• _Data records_
==*==
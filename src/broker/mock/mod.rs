//! Mock broker implementation for testing.
//!
//! Every connection and channel opened through a `MockBroker` records into
//! the same shared state, so tests can assert on connects, declarations,
//! publishes and closes.

use std::sync::Arc;

use async_trait::async_trait;
use tokio::sync::RwLock;

use super::{BrokerChannel, BrokerConnection, BrokerConnector, BrokerError, Result};
use crate::config::BrokerCredentials;

/// A message observed by the mock broker.
#[derive(Debug, Clone, PartialEq, Eq)]
pub struct PublishedMessage {
    pub exchange: String,
    pub routing_key: String,
    pub body: Vec<u8>,
}

impl PublishedMessage {
    /// Body parsed as JSON.
    pub fn json(&self) -> serde_json::Result<serde_json::Value> {
        serde_json::from_slice(&self.body)
    }
}

#[derive(Default)]
struct MockState {
    connects: usize,
    channels_opened: usize,
    closes: usize,
    declared: Vec<String>,
    published: Vec<PublishedMessage>,
    credentials: Option<BrokerCredentials>,
    fail_on_connect: bool,
    fail_on_publish: bool,
}

/// Mock broker for testing.
#[derive(Clone, Default)]
pub struct MockBroker {
    state: Arc<RwLock<MockState>>,
}

impl MockBroker {
    pub fn new() -> Self {
        Self::default()
    }

    pub async fn set_fail_on_connect(&self, fail: bool) {
        self.state.write().await.fail_on_connect = fail;
    }

    pub async fn set_fail_on_publish(&self, fail: bool) {
        self.state.write().await.fail_on_publish = fail;
    }

    pub async fn connect_count(&self) -> usize {
        self.state.read().await.connects
    }

    pub async fn channel_count(&self) -> usize {
        self.state.read().await.channels_opened
    }

    pub async fn close_count(&self) -> usize {
        self.state.read().await.closes
    }

    /// Exchange names in declaration order.
    pub async fn declared_exchanges(&self) -> Vec<String> {
        self.state.read().await.declared.clone()
    }

    pub async fn published(&self) -> Vec<PublishedMessage> {
        self.state.read().await.published.clone()
    }

    pub async fn published_count(&self) -> usize {
        self.state.read().await.published.len()
    }

    /// Credentials passed to the most recent connect.
    pub async fn last_credentials(&self) -> Option<BrokerCredentials> {
        self.state.read().await.credentials.clone()
    }
}

#[async_trait]
impl BrokerConnector for MockBroker {
    async fn connect(&self, credentials: &BrokerCredentials) -> Result<Arc<dyn BrokerConnection>> {
        let mut state = self.state.write().await;
        if state.fail_on_connect {
            return Err(BrokerError::Connection(
                "Mock connection refused".to_string(),
            ));
        }
        state.connects += 1;
        state.credentials = Some(credentials.clone());
        Ok(Arc::new(MockConnection {
            state: self.state.clone(),
        }))
    }
}

struct MockConnection {
    state: Arc<RwLock<MockState>>,
}

#[async_trait]
impl BrokerConnection for MockConnection {
    async fn open_channel(&self) -> Result<Arc<dyn BrokerChannel>> {
        self.state.write().await.channels_opened += 1;
        Ok(Arc::new(MockChannel {
            state: self.state.clone(),
        }))
    }

    async fn close(&self) -> Result<()> {
        self.state.write().await.closes += 1;
        Ok(())
    }
}

struct MockChannel {
    state: Arc<RwLock<MockState>>,
}

#[async_trait]
impl BrokerChannel for MockChannel {
    async fn declare_direct_exchange(&self, name: &str) -> Result<()> {
        self.state.write().await.declared.push(name.to_string());
        Ok(())
    }

    async fn publish(&self, exchange: &str, routing_key: &str, body: &[u8]) -> Result<()> {
        let mut state = self.state.write().await;
        if state.fail_on_publish {
            return Err(BrokerError::Publish("Mock publish failure".to_string()));
        }
        state.published.push(PublishedMessage {
            exchange: exchange.to_string(),
            routing_key: routing_key.to_string(),
            body: body.to_vec(),
        });
        Ok(())
    }
}
use std::sync::Arc;

use async_trait::async_trait;

use crate::broker::BrokerPublisher;
use crate::error::Result;
use crate::event::Event;
use crate::pipeline::{Flow, Middleware};

/// Publishes the payload to the event's exchange and passes the event on
/// unchanged.
#[derive(Debug, Clone)]
pub struct PublishToBroker {
    publisher: Arc<BrokerPublisher>,
}

impl PublishToBroker {
    pub fn new(publisher: Arc<BrokerPublisher>) -> Self {
        Self { publisher }
    }

    pub fn publisher(&self) -> &Arc<BrokerPublisher> {
        &self.publisher
    }
}

#[async_trait]
impl Middleware for PublishToBroker {
    fn name(&self) -> &str {
        "publish_to_broker"
    }

    async fn call(&self, event: Event) -> Result<Flow> {
        self.publisher.publish(&event.name, &event.payload).await?;
        Ok(Flow::Continue(event))
    }
}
==*==
• _PROBLEM DESCRIPTION_
Quote, with nothing altered, all lines from the start of the entries to the line that carries "in declaration order.", inclusive.

• _RESULT BELOW_
filename src/broker/mock/mod.rs
//! Mock broker implementation for testing.
//!
//! Every connection and channel opened through a `MockBroker` records into
//! the same shared state, so tests can assert on connects, declarations,
//! publishes and closes.

use std::sync::Arc;

use async_trait::async_trait;
use tokio::sync::RwLock;

use super::{BrokerChannel, BrokerConnection, BrokerConnector, BrokerError, Result};
use crate::config::BrokerCredentials;

/// A message observed by the mock broker.
#[derive(Debug, Clone, PartialEq, Eq)]
pub struct PublishedMessage {
    pub exchange: String,
    pub routing_key: String,
    pub body: Vec<u8>,
}

impl PublishedMessage {
    /// Body parsed as JSON.
    pub fn json(&self) -> serde_json::Result<serde_json::Value> {
        serde_json::from_slice(&self.body)
    }
}

#[derive(Default)]
struct MockState {
    connects: usize,
    channels_opened: usize,
    closes: usize,
    declared: Vec<String>,
    published: Vec<PublishedMessage>,
    credentials: Option<BrokerCredentials>,
    fail_on_connect: bool,
    fail_on_publish: bool,
}

/// Mock broker for testing.
#[derive(Clone, Default)]
pub struct MockBroker {
    state: Arc<RwLock<MockState>>,
}

impl MockBroker {
    pub fn new() -> Self {
        Self::default()
    }

    pub async fn set_fail_on_connect(&self, fail: bool) {
        self.state.write().await.fail_on_connect = fail;
    }

    pub async fn set_fail_on_publish(&self, fail: bool) {
        self.state.write().await.fail_on_publish = fail;
    }

    pub async fn connect_count(&self) -> usize {
        self.state.read().await.connects
    }

    pub async fn channel_count(&self) -> usize {
        self.state.read().await.channels_opened
    }

    pub async fn close_count(&self) -> usize {
        self.state.read().await.closes
    }

    /// Exchange names in declaration order.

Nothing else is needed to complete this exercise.